If you are injured at your place of employment as the result of an accident that prevents you from returning, then you are entitled to workers' compensation. The system is put into place to cover medical costs and protect employees who can no longer earn an income because of injuries they sustain while working. Like most government systems there is a high rejection rate, in part to save money and also because of the many people who submit false claims. Even though the system is difficult, there are some things that you can do to give yourself the best possible chance at receiving the benefits you deserve.
Make Sure You Report Every Injury Sustained
Every time you are injured on the job or get ill because of work, you need to report it to the proper channels. It's not enough to tell your boss and walk away; you need to have it in writing which means filling out a detailed incident report. If you aren't given a report to fill out then your employer will have no record of the injury and may deny that you ever complained to them. If there is no paperwork or an insurance adjuster doesn't call you up to discuss it, then something is amiss. Follow up with your boss or go up the ladder until you get results.
Keep Detailed Medical Records
You should let anybody caring for you know that your injury was sustained at your place of employment so that they can forward your medical bill on to workers' comp and not to you. If you choose to visit a doctor that is not suggested by your employer then you need to be certain that they are certified for workers' compensation claims, otherwise you will be stuck with the bill and will have to apply for reimbursement, which can take a long time.

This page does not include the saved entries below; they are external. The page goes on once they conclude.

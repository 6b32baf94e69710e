//! Tag string normalization
//!
//! Tags are stored in image metadata as one comma-joined string. A
//! `TagSet` is the canonical form of that string: lowercase, trimmed,
//! non-empty tokens with duplicates collapsed. Normalization happens
//! once here, at build time, so comparisons elsewhere are plain set
//! lookups.

use std::collections::HashSet;

/// Canonical set of tags parsed from a raw comma-separated string
#[derive(Debug, Clone, Default, PartialEq, Eq)]
pub struct TagSet(HashSet<String>);

impl TagSet {
    /// Parse a raw tag string into a canonical set
    ///
    /// Tokens are split on commas, trimmed, and lowercased; tokens that
    /// are empty after trimming are dropped, never matched against.
    #[must_use]
    pub fn parse(raw: &str) -> Self {
        let set = raw
            .split(',')
            .map(|token| token.trim().to_lowercase())
            .filter(|token| !token.is_empty())
            .collect();
        Self(set)
    }

    #[must_use]
    pub fn contains(&self, tag: &str) -> bool {
        self.0.contains(tag)
    }

    #[must_use]
    pub fn is_empty(&self) -> bool {
        self.0.is_empty()
    }

    #[must_use]
    pub fn len(&self) -> usize {
        self.0.len()
    }

    pub fn iter(&self) -> impl Iterator<Item = &str> {
        self.0.iter().map(String::as_str)
    }

    /// Tags in alphabetical order, for display and for joining back
    /// into a stored tag string
    #[must_use]
    pub fn to_sorted_vec(&self) -> Vec<String> {
        let mut tags: Vec<String> = self.0.iter().cloned().collect();
        tags.sort();
        tags
    }
}

#[cfg(test)]
mod tests {
    use super::*;

    #[test]
    fn parse_lowercases_and_trims() {
        let tags = TagSet::parse("cats, Dogs ");
        assert_eq!(tags.len(), 2);
        assert!(tags.contains("cats"));
        assert!(tags.contains("dogs"));
    }

    #[test]
    fn parse_collapses_duplicates() {
        let tags = TagSet::parse("beach, Beach, BEACH");
        assert_eq!(tags.len(), 1);
        assert!(tags.contains("beach"));
    }

    #[test]
    fn parse_drops_empty_tokens() {
        let tags = TagSet::parse("a,, ,b,");
        assert_eq!(tags.len(), 2);
        assert!(tags.contains("a"));
        assert!(tags.contains("b"));
    }

    #[test]
    fn parse_empty_string_is_empty() {
        assert!(TagSet::parse("").is_empty());
        assert!(TagSet::parse("   ").is_empty());
    }

    #[test]
    fn sorted_vec_is_alphabetical() {
        let tags = TagSet::parse("zebra, apple, mango");
        assert_eq!(tags.to_sorted_vec(), vec!["apple", "mango", "zebra"]);
    }
}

Make sure you keep copies filed away in your records of every hospital or doctor's visit you have made, as these records will come in handy if you aggravate an old work injury and need to prove it.
Be Wary of Employers Who Refuse Your Coverage
In certain cases it's the employer who is responsible for the employee not getting workers' compensation, often convincing employees not to make a claim by lying and saying they wouldn't be approved. Workers' compensation is a no-fault insurance, which means that even if you caused the accident (within reason) you will still be covered. Some employers convince employees that the accident was their fault and that they will not be covered. This is a way for companies to keep their safety records up by keeping accidents off the books and to save any money they would have to pay in compensation.
There are ways to make sure you get the best possible benefits on your workers' compensation claim, and they just require hard work, dedication, patience and possibly a personal injury attorney. The biggest thing to know is that lying or cheating is not only illegal, it rarely works. Always be honest. If your claim is valid then you will hopefully have no problems receiving full workers' compensation for your injuries.